What needs to be done: Looking at each line of the data below, tally those that contain the word "source" and give only the total.

Input for this task:
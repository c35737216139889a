use utoipa::openapi::security::{HttpAuthScheme, HttpBuilder, SecurityScheme};
use utoipa::{Modify, OpenApi};

pub struct BearerAuthModifier;

impl Modify for BearerAuthModifier {
    fn modify(&self, openapi: &mut utoipa::openapi::OpenApi) {
        if let Some(schema) = openapi.components.as_mut() {
            schema.add_security_scheme(
                "bearer",
                SecurityScheme::Http(
                    HttpBuilder::new()
                        .scheme(HttpAuthScheme::Bearer)
                        .bearer_format("JWT")
                        .description(Some("Access token from /api/v1/auth/login"))
                        .build(),
                ),
            );
        }
    }
}

#[derive(OpenApi)]
#[openapi(
    paths(
        crate::web::routes::auth::register_handler,
        crate::web::routes::auth::login_handler,
        crate::web::routes::users::me_handler,
        crate::web::routes::modules::modules_generate_handler,
        crate::web::routes::modules::modules_list_handler,
        crate::web::routes::modules::modules_get_handler,
        crate::web::routes::modules::modules_delete_handler,
        crate::web::routes::modules::quiz_submit_handler,
        crate::web::routes::modules::modules_pdf_handler,
        crate::web::routes::modules::modules_assignment_handler,
        crate::web::routes::assignments::assignment_latex_handler,
        crate::web::routes::assignments::assignment_pdf_handler,
        crate::web::routes::chat::chat_handler,
        crate::web::routes::progress::progress_handler,
        crate::web::routes::recommendations::videos_handler,
        crate::web::routes::recommendations::next_topics_handler,
        crate::web::routes::health::health_handler,
        crate::web::routes::health::live_handler,
        crate::web::routes::health::ready_handler,
    ),
    modifiers(&BearerAuthModifier),
    tags(
        (name = "auth", description = "Registration and login"),
        (name = "modules", description = "Generated learning modules"),
        (name = "quiz", description = "Quiz grading"),
        (name = "assignments", description = "Assignment downloads"),
        (name = "chat", description = "Learning assistant"),
        (name = "recommendations", description = "Videos and next topics"),
    )
)]
pub struct ApiDoc;
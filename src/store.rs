//! Layer snapshot persistence.
//!
//! One snapshot blob per layer, in a file under the data dir or under a
//! broker key, never both. The store never touches the canvas directly:
//! loads go through the engine (which checks dimensions and kicks attached
//! sockets), and writes fetch the engine's cached encoding.

use std::collections::BTreeSet;
use std::io;
use std::path::PathBuf;

use log::{debug, info, warn};
use redis::AsyncCommands;
use thiserror::Error;
use tokio::fs;
use tokio::sync::mpsc;

use crate::codec::{self, SNAPSHOT_EXT};
use crate::engine::{EngineHandle, LayerSignal};

#[derive(Error, Debug)]
pub enum StoreError {
    #[error("filesystem error")]
    Io(#[from] io::Error),
    #[error("broker error")]
    Broker(#[from] redis::RedisError),
}

pub enum SnapshotStore {
    Fs {
        dir: PathBuf,
        prefix: String,
    },
    Broker {
        conn: redis::aio::MultiplexedConnection,
        prefix: String,
    },
}

impl SnapshotStore {
    pub fn fs(dir: PathBuf, prefix: String) -> Self {
        SnapshotStore::Fs { dir, prefix }
    }

    pub fn broker(conn: redis::aio::MultiplexedConnection, prefix: String) -> Self {
        SnapshotStore::Broker { conn, prefix }
    }

    /// Where layer `n` lives, for log lines.
    pub fn describe(&self, n: usize) -> String {
        match self {
            SnapshotStore::Fs { dir, prefix } => dir
                .join(format!("{}layer{}.{}", prefix, n, SNAPSHOT_EXT))
                .display()
                .to_string(),
            SnapshotStore::Broker { prefix, .. } => format!("{}layer:{}", prefix, n),
        }
    }

    pub async fn load(&mut self, n: usize) -> Result<Option<Vec<u8>>, StoreError> {
        match self {
            SnapshotStore::Fs { dir, prefix } => {
                let path = dir.join(format!("{}layer{}.{}", prefix, n, SNAPSHOT_EXT));
                match fs::read(&path).await {
                    Ok(blob) => Ok(Some(blob)),
                    Err(e) if e.kind() == io::ErrorKind::NotFound => Ok(None),
                    Err(e) => Err(e.into()),
                }
            }
            SnapshotStore::Broker { conn, prefix } => {
                let key = format!("{}layer:{}", prefix, n);
                let blob: Option<Vec<u8>> = conn.get(&key).await?;
                Ok(blob.filter(|b| !b.is_empty()))
            }
        }
    }

    pub async fn save(&mut self, n: usize, blob: &[u8]) -> Result<(), StoreError> {
        match self {
            SnapshotStore::Fs { dir, prefix } => {
                let path = dir.join(format!("{}layer{}.{}", prefix, n, SNAPSHOT_EXT));
                fs::write(&path, blob).await?;
                Ok(())
            }
            SnapshotStore::Broker { conn, prefix } => {
                let key = format!("{}layer:{}", prefix, n);
                conn.set::<_, _, ()>(&key, blob).await?;
                Ok(())
            }
        }
    }
}

/// Load every layer snapshot into the engine, one by one.
///
/// Startup gates on this: the listener only opens once every layer has
/// either been loaded or confirmed absent. A snapshot that does not decode,
/// or whose dimensions differ from the canvas, is discarded with a warning
/// and the layer starts blank.
pub async fn preload(store: &mut SnapshotStore, engine: &EngineHandle, layer_count: usize) {
    for n in 0..layer_count {
        match store.load(n).await {
            Ok(Some(blob)) => match codec::decode(&blob) {
                Ok(raster) => {
                    if engine.load_layer(n, raster, blob).await {
                        info!("layer {} loaded from {}", n, store.describe(n));
                    }
                }
                Err(e) => warn!("layer {}: discarding unreadable snapshot: {}", n, e),
            },
            Ok(None) => debug!("layer {}: no snapshot, starting blank", n),
            Err(e) => warn!("layer {}: snapshot load failed: {}", n, e),
        }
    }
}

/// Write back snapshots for changed layers until the engine goes away.
///
/// Signals queued while a write is in flight coalesce into one write per
/// layer. A failed write is logged and retried on the layer's next change.
/// When the engine shuts down and drops its sender, the remaining queue is
/// drained before this task exits.
pub async fn run_persist(
    mut store: SnapshotStore,
    engine: EngineHandle,
    mut signals: mpsc::UnboundedReceiver<LayerSignal>,
) {
    while let Some(first) = signals.recv().await {
        let mut dirty = BTreeSet::new();
        note(first, &mut dirty);
        while let Ok(signal) = signals.try_recv() {
            note(signal, &mut dirty);
        }
        for n in dirty {
            if let Some(blob) = engine.layer_snapshot(n).await {
                match store.save(n, &blob).await {
                    Ok(()) => debug!("layer {} persisted to {}", n, store.describe(n)),
                    Err(e) => warn!("layer {}: snapshot write failed: {}", n, e),
                }
            }
        }
    }
    debug!("persist queue drained");
}

/// Replicated updates keep the raster coherent but only the authoritative
/// originator writes to the store.
fn note(signal: LayerSignal, dirty: &mut BTreeSet<usize>) {
    if let LayerSignal::Change(n) = signal {
        dirty.insert(n);
    }
}

#[cfg(test)]
mod test {
    use super::*;
    use crate::canvas::Canvas;
    use crate::config::Config;
    use crate::engine::Engine;
    use uuid::Uuid;

    fn small_config() -> Config {
        let mut cfg = Config::default();
        cfg.canvas_width = 8;
        cfg.canvas_height = 8;
        cfg.layer_count = 2;
        cfg
    }

    fn start_engine(cfg: &Config) -> EngineHandle {
        let canvas = Canvas::new(cfg.canvas_width, cfg.canvas_height, cfg.layer_count);
        let (engine, handle) = Engine::new(Uuid::new_v4(), cfg.clone(), canvas);
        tokio::spawn(engine.run());
        handle
    }

    #[tokio::test]
    async fn fs_store_roundtrip() {
        let dir = tempfile::tempdir().unwrap();
        let mut store = SnapshotStore::fs(dir.path().to_path_buf(), "room-".to_string());

        assert!(store.load(0).await.unwrap().is_none());
        store.save(0, b"blob").await.unwrap();
        assert_eq!(Some(b"blob".to_vec()), store.load(0).await.unwrap());
        assert!(dir.path().join("room-layer0.png").exists());
        // Layers do not share files.
        assert!(store.load(1).await.unwrap().is_none());
    }

    #[tokio::test]
    async fn preload_discards_mismatched_snapshot() {
        let cfg = small_config();
        let dir = tempfile::tempdir().unwrap();
        // Layer 0: wrong dimensions. Layer 1: matching content.
        let wrong = codec::encode(4, 4, &vec![0u8; 4 * 4 * 4]).unwrap();
        std::fs::write(dir.path().join("layer0.png"), &wrong).unwrap();
        let mut rgba = vec![0u8; 8 * 8 * 4];
        rgba[0..4].copy_from_slice(&[7, 8, 9, 255]);
        let good = codec::encode(8, 8, &rgba).unwrap();
        std::fs::write(dir.path().join("layer1.png"), &good).unwrap();

        let engine = start_engine(&cfg);
        let mut store = SnapshotStore::fs(dir.path().to_path_buf(), String::new());
        preload(&mut store, &engine, cfg.layer_count).await;

        let blank = engine.layer_snapshot(0).await.unwrap();
        assert!(codec::decode(&blank).unwrap().data.iter().all(|b| *b == 0));
        let loaded = engine.layer_snapshot(1).await.unwrap();
        assert_eq!(&[7, 8, 9, 255], &codec::decode(&loaded).unwrap().data[0..4]);
    }

    #[tokio::test]
    async fn preload_ignores_garbage_snapshot() {
        let cfg = small_config();
        let dir = tempfile::tempdir().unwrap();
        std::fs::write(dir.path().join("layer0.png"), b"not a png").unwrap();

        let engine = start_engine(&cfg);
        let mut store = SnapshotStore::fs(dir.path().to_path_buf(), String::new());
        preload(&mut store, &engine, cfg.layer_count).await;

        let blank = engine.layer_snapshot(0).await.unwrap();
        assert!(codec::decode(&blank).unwrap().data.iter().all(|b| *b == 0));
    }

    #[tokio::test]
    async fn persist_writes_changes_but_not_updates() {
        let cfg = small_config();
        let dir = tempfile::tempdir().unwrap();
        let engine = start_engine(&cfg);
        let store = SnapshotStore::fs(dir.path().to_path_buf(), String::new());

        let (tx, rx) = mpsc::unbounded_channel();
        tx.send(LayerSignal::Change(0)).unwrap();
        tx.send(LayerSignal::Change(0)).unwrap();
        tx.send(LayerSignal::Update(1)).unwrap();
        drop(tx);
        run_persist(store, engine.clone(), rx).await;

        let expected = engine.layer_snapshot(0).await.unwrap();
        assert_eq!(
            expected,
            std::fs::read(dir.path().join("layer0.png")).unwrap()
        );
        assert!(!dir.path().join("layer1.png").exists());
    }
}
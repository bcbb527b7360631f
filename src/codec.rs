//! Snapshot codec: encodes and decodes layer rasters as PNG blobs.
//!
//! Everything that crosses a persistence or wire boundary as "an image"
//! goes through this module, so the rest of the crate never touches the
//! `image` crate directly.

use std::io::Cursor;

use image::{ImageFormat, RgbaImage};
use thiserror::Error;

/// File extension used for persisted snapshots.
pub const SNAPSHOT_EXT: &str = "png";

#[derive(Error, Debug)]
pub enum CodecError {
    #[error("not a valid snapshot blob")]
    Decode(#[source] image::ImageError),
    #[error("snapshot encoding failed")]
    Encode(#[source] image::ImageError),
    #[error("buffer length {len} does not match {width}x{height} RGBA")]
    BufferSize { width: u32, height: u32, len: usize },
}

/// A decoded RGBA raster.
#[derive(Debug, Clone, PartialEq)]
pub struct Decoded {
    pub width: u32,
    pub height: u32,
    /// Tightly packed RGBA bytes, `width * height * 4` long.
    pub data: Vec<u8>,
}

/// Decode a snapshot blob into an RGBA raster.
pub fn decode(blob: &[u8]) -> Result<Decoded, CodecError> {
    let img = image::load_from_memory_with_format(blob, ImageFormat::Png)
        .map_err(CodecError::Decode)?
        .to_rgba8();
    let (width, height) = img.dimensions();
    Ok(Decoded {
        width,
        height,
        data: img.into_raw(),
    })
}

/// Encode an RGBA raster into a snapshot blob.
pub fn encode(width: u32, height: u32, rgba: &[u8]) -> Result<Vec<u8>, CodecError> {
    let img = RgbaImage::from_raw(width, height, rgba.to_vec()).ok_or(CodecError::BufferSize {
        width,
        height,
        len: rgba.len(),
    })?;
    let mut blob = Vec::new();
    img.write_to(&mut Cursor::new(&mut blob), ImageFormat::Png)
        .map_err(CodecError::Encode)?;
    Ok(blob)
}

Output: 2